We collect minimal data to operate this website. We practise what we preach — if we would not be comfortable sharing it ourselves, we do not collect it from you.

  • Analytics data: We use privacy-respecting analytics (no cookies, no fingerprinting) to understand page views, referral sources, and general geographic region. This data is aggregated and cannot identify you personally. We do not use Google Analytics or any advertising-linked analytics platform.
  • Server logs: Our web server automatically records your IP address, browser type, and pages visited. These logs are retained for up to 30 days for security and debugging purposes, then permanently deleted.
  • Contact information: If you contact us via email, we retain your email address and message content to respond to your enquiry.

We do not collect names, payment details, or any other personal information through this website. There are no user accounts, registration forms, or newsletter signups.

3. Legal Basis for Processing

Under the UK GDPR, we process personal data on the following legal bases:

  • Legitimate interests (Article 6(1)(f)): Server logs for security and analytics for understanding site usage. We have assessed that these interests do not override your rights and freedoms given the minimal, anonymised nature of the data.
  • Consent (Article 6(1)(a)): Cookie consent preference storage. You can withdraw consent at any time by clearing your browser cookies.
  • Contract performance (Article 6(1)(b)): Responding to your enquiries when you contact us.

4. Cookies

We use a single, strictly necessary cookie to record your cookie consent preference. We do not use advertising cookies, tracking cookies, social media cookies, or third-party marketing cookies.

CookiePurposeDuration
cookie-consentRecords your cookie preference1 year

5. Affiliate Links

This website contains affiliate links to third-party VPN providers, password managers, and other privacy tools. When you click an affiliate link, the destination site may set its own cookies and collect data under its own privacy policy. We earn a commission if you sign up through these links, at no additional cost to you.

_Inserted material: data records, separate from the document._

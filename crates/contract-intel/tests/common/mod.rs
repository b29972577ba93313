//! Shared test utilities for contract-intel integration tests.
//!
//! This module provides:
//! - `TestHarness` for isolated runs over temp directories and an on-disk database
//! - Builders for contract text and PDF fixtures

pub mod builders;
pub mod harness;

pub use builders::*;
pub use harness::TestHarness;
//! Job and assessment persistence behind the [`JobStore`] trait.

use serde::Serialize;

use crate::error::StoreError;
use crate::model::AssessmentRecord;
use crate::worker::job::{Job, JobStatus};

pub mod memory;
pub mod sqlite;

pub use memory::MemoryJobStore;
pub use sqlite::SqliteJobStore;

pub const DEFAULT_PAGE_LIMIT: u32 = 10;
pub const MAX_PAGE_LIMIT: u32 = 100;

/// Listing filter. `page` is 1-based.
#[derive(Debug, Clone, PartialEq, Eq)]
pub struct JobFilter {
    pub status: Option<JobStatus>,
    pub min_score: Option<u8>,
    pub page: u32,
    pub limit: u32,
}

impl Default for JobFilter {
    fn default() -> Self {
        Self {
            status: None,
            min_score: None,
            page: 1,
            limit: DEFAULT_PAGE_LIMIT,
        }
    }
}

impl JobFilter {
    /// Page clamped to at least 1, limit to `1..=MAX_PAGE_LIMIT`.
    pub fn normalized(&self) -> Self {
        Self {
            status: self.status,
            min_score: self.min_score,
            page: self.page.max(1),
            limit: self.limit.clamp(1, MAX_PAGE_LIMIT),
        }
    }

    pub fn offset(&self) -> u64 {
        let f = self.normalized();
        u64::from(f.page - 1) * u64::from(f.limit)
    }

    pub fn matches(&self, job: &Job) -> bool {
        if self.status.is_some_and(|s| s != job.status) {
            return false;
        }
        match self.min_score {
            Some(min) => job.overall_score.is_some_and(|score| score >= min),
            None => true,
        }
    }
}

#[derive(Debug, Clone, PartialEq, Serialize)]
pub struct JobPage {
    pub jobs: Vec<Job>,
    pub total: u64,
    pub page: u32,
    pub limit: u32,
    pub pages: u32,
}

impl JobPage {
    pub fn new(jobs: Vec<Job>, total: u64, filter: &JobFilter) -> Self {
        let filter = filter.normalized();
        let pages = total.div_ceil(u64::from(filter.limit));
        Self {
            jobs,
            total,
            page: filter.page,
            limit: filter.limit,
            pages: u32::try_from(pages).unwrap_or(u32::MAX),
        }
    }
}

/// Durable home of jobs and their assessment records.
///
/// Implementations must make [`JobStore::complete`] atomic: either both the
/// record and the completed job are visible afterwards, or neither is.
pub trait JobStore: Send + Sync {
    /// Fails with [`StoreError::AlreadyExists`] for a duplicate id.
    fn insert(&self, job: &Job) -> Result<(), StoreError>;

    fn get(&self, id: &str) -> Result<Option<Job>, StoreError>;

    /// Overwrites an existing job; [`StoreError::NotFound`] otherwise.
    fn update(&self, job: &Job) -> Result<(), StoreError>;

    fn complete(&self, job: &Job, record: &AssessmentRecord) -> Result<(), StoreError>;

    fn get_record(&self, job_id: &str) -> Result<Option<AssessmentRecord>, StoreError>;

    /// Jobs matching `filter`, newest first.
    fn list(&self, filter: &JobFilter) -> Result<JobPage, StoreError>;
}

#[cfg(test)]
mod tests {
    use super::*;
    use crate::storage::DocumentId;

    #[test]
    fn test_filter_normalization() {
        let f = JobFilter {
            page: 0,
            limit: 1000,
            ..Default::default()
        }
        .normalized();
        assert_eq!(f.page, 1);
        assert_eq!(f.limit, MAX_PAGE_LIMIT);

        let f = JobFilter {
            page: 3,
            limit: 0,
            ..Default::default()
        };
        assert_eq!(f.normalized().limit, 1);
        assert_eq!(f.offset(), 2);
    }

    #[test]
    fn test_page_count_rounds_up() {
        let page = JobPage::new(Vec::new(), 21, &JobFilter::default());
        assert_eq!(page.pages, 3);
        assert_eq!(JobPage::new(Vec::new(), 0, &JobFilter::default()).pages, 0);
    }

    #[test]
    fn test_min_score_excludes_unscored_jobs() {
        let mut job = Job::new(DocumentId::from("d"), None);
        let filter = JobFilter {
            min_score: Some(0),
            ..Default::default()
        };
        assert!(!filter.matches(&job));

        job.begin().unwrap();
        job.complete(0).unwrap();
        assert!(filter.matches(&job));
    }
}
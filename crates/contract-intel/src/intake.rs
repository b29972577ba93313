//! Synchronous admission checks run before a job is created.

use std::path::Path;

use mime_guess::mime::{self, Mime};
use tracing::debug;

use crate::error::IntakeError;

/// 50 MiB.
pub const DEFAULT_MAX_FILE_SIZE: u64 = 50 * 1024 * 1024;

/// A document offered for assessment.
#[derive(Clone, PartialEq, Eq)]
pub struct DocumentIntake {
    pub bytes: Vec<u8>,
    pub media_type: String,
    pub filename: Option<String>,
}

impl std::fmt::Debug for DocumentIntake {
    fn fmt(&self, f: &mut std::fmt::Formatter<'_>) -> std::fmt::Result {
        f.debug_struct("DocumentIntake")
            .field("bytes", &self.bytes.len())
            .field("media_type", &self.media_type)
            .field("filename", &self.filename)
            .finish()
    }
}

impl DocumentIntake {
    pub fn new(bytes: Vec<u8>, media_type: impl Into<String>, filename: Option<String>) -> Self {
        Self {
            bytes,
            media_type: media_type.into(),
            filename,
        }
    }

    pub fn pdf(bytes: Vec<u8>, filename: Option<String>) -> Self {
        Self::new(bytes, mime::APPLICATION_PDF.as_ref(), filename)
    }

    /// Reads a file and guesses its media type from the extension.
    pub fn from_path<P: AsRef<Path>>(path: P) -> Result<Self, IntakeError> {
        let path = path.as_ref();
        let bytes = std::fs::read(path).map_err(|e| IntakeError::ReadFile {
            path: path.to_path_buf(),
            source: e,
        })?;
        let media_type = mime_guess::from_path(path)
            .first_or_octet_stream()
            .essence_str()
            .to_string();
        let filename = path
            .file_name()
            .map(|name| name.to_string_lossy().to_string());

        Ok(Self::new(bytes, media_type, filename))
    }

    pub fn size(&self) -> u64 {
        self.bytes.len() as u64
    }

    /// Rejects anything that is not `application/pdf` or exceeds `max_size`.
    /// Parameters such as `; charset=binary` are ignored.
    pub fn validate(&self, max_size: u64) -> Result<(), IntakeError> {
        let parsed: Mime = self
            .media_type
            .trim()
            .parse()
            .map_err(|_| IntakeError::InvalidMediaType(self.media_type.clone()))?;

        if parsed.essence_str() != mime::APPLICATION_PDF.essence_str() {
            return Err(IntakeError::UnsupportedMediaType(
                parsed.essence_str().to_string(),
            ));
        }

        if self.size() > max_size {
            return Err(IntakeError::TooLarge {
                size: self.size(),
                limit: max_size,
            });
        }

        debug!(size = self.size(), filename = ?self.filename, "Document accepted");
        Ok(())
    }
}

#[cfg(test)]
mod tests {
    use super::*;
    use std::io::Write;

    #[test]
    fn test_accepts_pdf_with_parameters() {
        let intake = DocumentIntake::new(b"%PDF-1.5".to_vec(), "Application/PDF; charset=binary", None);
        assert!(intake.validate(DEFAULT_MAX_FILE_SIZE).is_ok());
    }

    #[test]
    fn test_rejects_other_media_types() {
        let intake = DocumentIntake::new(b"hello".to_vec(), "text/plain", None);
        assert!(matches!(
            intake.validate(DEFAULT_MAX_FILE_SIZE),
            Err(IntakeError::UnsupportedMediaType(t)) if t == "text/plain"
        ));
    }

    #[test]
    fn test_rejects_garbage_media_type() {
        let intake = DocumentIntake::new(Vec::new(), "not a mime", None);
        assert!(matches!(
            intake.validate(DEFAULT_MAX_FILE_SIZE),
            Err(IntakeError::InvalidMediaType(_))
        ));
    }

    #[test]
    fn test_size_limit_is_inclusive() {
        let intake = DocumentIntake::pdf(vec![0u8; 10], None);
        assert!(intake.validate(10).is_ok());
        assert!(matches!(
            intake.validate(9),
            Err(IntakeError::TooLarge { size: 10, limit: 9 })
        ));
    }

    #[test]
    fn test_from_path_guesses_media_type() {
        let dir = tempfile::tempdir().unwrap();
        let pdf_path = dir.path().join("msa.pdf");
        std::fs::File::create(&pdf_path)
            .unwrap()
            .write_all(b"%PDF-1.5")
            .unwrap();
        let txt_path = dir.path().join("notes.txt");
        std::fs::write(&txt_path, "notes").unwrap();

        let pdf = DocumentIntake::from_path(&pdf_path).unwrap();
        assert_eq!(pdf.media_type, "application/pdf");
        assert_eq!(pdf.filename.as_deref(), Some("msa.pdf"));
        assert!(pdf.validate(DEFAULT_MAX_FILE_SIZE).is_ok());

        let txt = DocumentIntake::from_path(&txt_path).unwrap();
        assert!(txt.validate(DEFAULT_MAX_FILE_SIZE).is_err());

        assert!(matches!(
            DocumentIntake::from_path(dir.path().join("missing.pdf")),
            Err(IntakeError::ReadFile { .. })
        ));
    }
}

Affiliate links are clearly marked throughout the site. Our reviews are independent — affiliate relationships do not influence our scores or recommendations. See our methodology for details.

6. Third-Party Services

We do not share your data with third parties for marketing or advertising purposes. The only third-party services that may process data in connection with this site are:

  • Hosting provider: Our web hosting provider processes server requests on our behalf.
  • Analytics: Our privacy-respecting analytics provider processes aggregated, anonymised usage data. No personal identifiers are collected.
  • Cloudflare: We use Cloudflare for DNS, CDN, and DDoS protection. Cloudflare may process your IP address to protect against threats.

7. Your Rights Under UK GDPR

If you are in the UK or EEA, you have the following rights regarding your personal data:

  • Right of access (Article 15): Request a copy of any personal data we hold about you.
  • Right to rectification (Article 16): Request correction of inaccurate data.
  • Right to erasure (Article 17): Request deletion of your personal data.
  • Right to restrict processing (Article 18): Request that we limit how we use your data.
  • Right to data portability (Article 20): Request your data in a machine-readable format.
  • Right to object (Article 21): Object to processing of your data for specific purposes.

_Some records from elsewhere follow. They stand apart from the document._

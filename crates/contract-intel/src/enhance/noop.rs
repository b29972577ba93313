use std::time::Duration;

use super::{ClassificationRequest, ClassificationResponse, EnhancementError, TextClassifier};

/// Stand-in used when no classifier is configured. Always answers with an
/// empty response, which leaves every confidence untouched.
#[derive(Debug, Clone, Copy, Default)]
pub struct NoopClassifier;

impl TextClassifier for NoopClassifier {
    fn classify(
        &self,
        _request: &ClassificationRequest,
        _timeout: Duration,
    ) -> Result<ClassificationResponse, EnhancementError> {
        Ok(ClassificationResponse::default())
    }
}
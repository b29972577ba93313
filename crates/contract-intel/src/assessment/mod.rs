//! Deterministic completeness scoring and gap analysis over [`ExtractedData`].
//!
//! [`ExtractedData`]: crate::model::ExtractedData

pub mod gaps;
pub mod score;

pub use gaps::{GapAnalyzer, DEFAULT_MIN_CONFIDENCE};
pub use score::score;
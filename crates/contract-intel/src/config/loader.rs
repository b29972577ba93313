use std::path::Path;

use crate::config::schema::{Config, CONFIG_VERSION};
use crate::error::ConfigError;

const SCHEMA_JSON: &str = include_str!("../../schema/config-v1.json");

pub fn load_config<P: AsRef<Path>>(path: P) -> Result<Config, ConfigError> {
    let path = path.as_ref();
    let content = std::fs::read_to_string(path).map_err(|e| ConfigError::ReadFile {
        path: path.to_path_buf(),
        source: e,
    })?;

    load_config_from_str(&content)
}

pub fn load_config_from_str(content: &str) -> Result<Config, ConfigError> {
    let json_value: serde_json::Value = serde_json::from_str(content)?;

    validate_schema(&json_value)?;

    let config: Config = serde_json::from_value(json_value)?;

    validate_config(&config)?;

    Ok(config)
}

fn validate_schema(json_value: &serde_json::Value) -> Result<(), ConfigError> {
    let schema: serde_json::Value =
        serde_json::from_str(SCHEMA_JSON).map_err(|e| ConfigError::Validation {
            message: format!("Invalid embedded schema JSON: {}", e),
        })?;

    let validator = jsonschema::validator_for(&schema).map_err(|e| ConfigError::Validation {
        message: format!("Failed to compile JSON schema: {}", e),
    })?;

    let error_messages: Vec<String> = validator
        .iter_errors(json_value)
        .map(|e| e.to_string())
        .collect();
    if !error_messages.is_empty() {
        return Err(ConfigError::SchemaValidation {
            errors: error_messages.join("; "),
        });
    }

    Ok(())
}

/// Checks the schema cannot express.
pub fn validate_config(config: &Config) -> Result<(), ConfigError> {
    if config.version != CONFIG_VERSION {
        return Err(ConfigError::Validation {
            message: format!("Unsupported config version: {}", config.version),
        });
    }

    if config.workers.count == 0 {
        return Err(ConfigError::Validation {
            message: "workers.count must be at least 1".to_string(),
        });
    }

    let min = config.assessment.min_confidence;
    if !min.is_finite() || !(0.0..=1.0).contains(&min) {
        return Err(ConfigError::Validation {
            message: format!("assessment.min_confidence {} is outside [0, 1]", min),
        });
    }

    let enhancer = &config.enhancer;
    if enhancer.enabled && enhancer.endpoint.as_deref().map_or(true, |e| e.trim().is_empty()) {
        return Err(ConfigError::Validation {
            message: "enhancer.endpoint is required when the enhancer is enabled".to_string(),
        });
    }
    if enhancer.timeout_ms == 0 || enhancer.snippet_chars == 0 {
        return Err(ConfigError::Validation {
            message: "enhancer.timeout_ms and enhancer.snippet_chars must be positive".to_string(),
        });
    }

    Ok(())
}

To exercise any of these rights, contact us at [email protected]. We will respond within 30 days as required by UK GDPR.

8. Data Retention

Server logs are retained for up to 30 days, then permanently deleted. Analytics data is retained in aggregated, anonymised form indefinitely. Email correspondence is retained for as long as necessary to resolve your enquiry, then for up to 12 months afterwards.

9. International Transfers

We do not intentionally transfer personal data outside the UK. Where our infrastructure providers process data in other jurisdictions, we ensure appropriate safeguards are in place, including Standard Contractual Clauses (SCCs) where applicable.

10. Children

This website is not directed at individuals under 18 years of age. We do not knowingly collect data from children.

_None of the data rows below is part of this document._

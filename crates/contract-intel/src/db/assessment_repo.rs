//! Assessment records, stored as JSON next to their job row.

use rusqlite::params;

use super::job_repo::{self, JobRow};
use super::{Database, DatabaseError};

#[derive(Debug, Clone, PartialEq)]
pub struct AssessmentRow {
    pub job_id: String,
    pub record_json: String,
    pub processed_at: String,
}

/// Writes the record and the job's final state in one transaction.
///
/// Returns `false` without writing anything when the job row is missing.
pub fn save_with_job(
    db: &Database,
    job: &JobRow,
    assessment: &AssessmentRow,
) -> Result<bool, DatabaseError> {
    db.with_conn(|conn| {
        let tx = conn.unchecked_transaction()?;
        if job_repo::update_on(&tx, job)? == 0 {
            return Ok(false);
        }
        tx.execute(
            "INSERT OR REPLACE INTO assessments (job_id, record_json, processed_at)
             VALUES (?1, ?2, ?3)",
            params![
                assessment.job_id,
                assessment.record_json,
                assessment.processed_at
            ],
        )?;
        tx.commit()?;
        Ok(true)
    })
}

pub fn find_by_job(db: &Database, job_id: &str) -> Result<Option<AssessmentRow>, DatabaseError> {
    db.with_conn(|conn| {
        let mut stmt = conn.prepare(
            "SELECT job_id, record_json, processed_at FROM assessments WHERE job_id = ?1",
        )?;
        let mut rows = stmt.query_map(params![job_id], |row| {
            Ok(AssessmentRow {
                job_id: row.get(0)?,
                record_json: row.get(1)?,
                processed_at: row.get(2)?,
            })
        })?;
        match rows.next() {
            Some(Ok(row)) => Ok(Some(row)),
            Some(Err(e)) => Err(DatabaseError::Sqlite(e)),
            None => Ok(None),
        }
    })
}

11. Changes to This Policy

We may update this policy from time to time. Changes will be posted on this page with an updated "Last updated" date. Continued use of the site after changes constitutes acceptance of the updated policy.

12. Complaints

If you are unhappy with how we handle your data, you have the right to complain to the Information Commissioner's Office (ICO) at ico.org.uk. The ICO is the UK's independent authority set up to uphold information rights.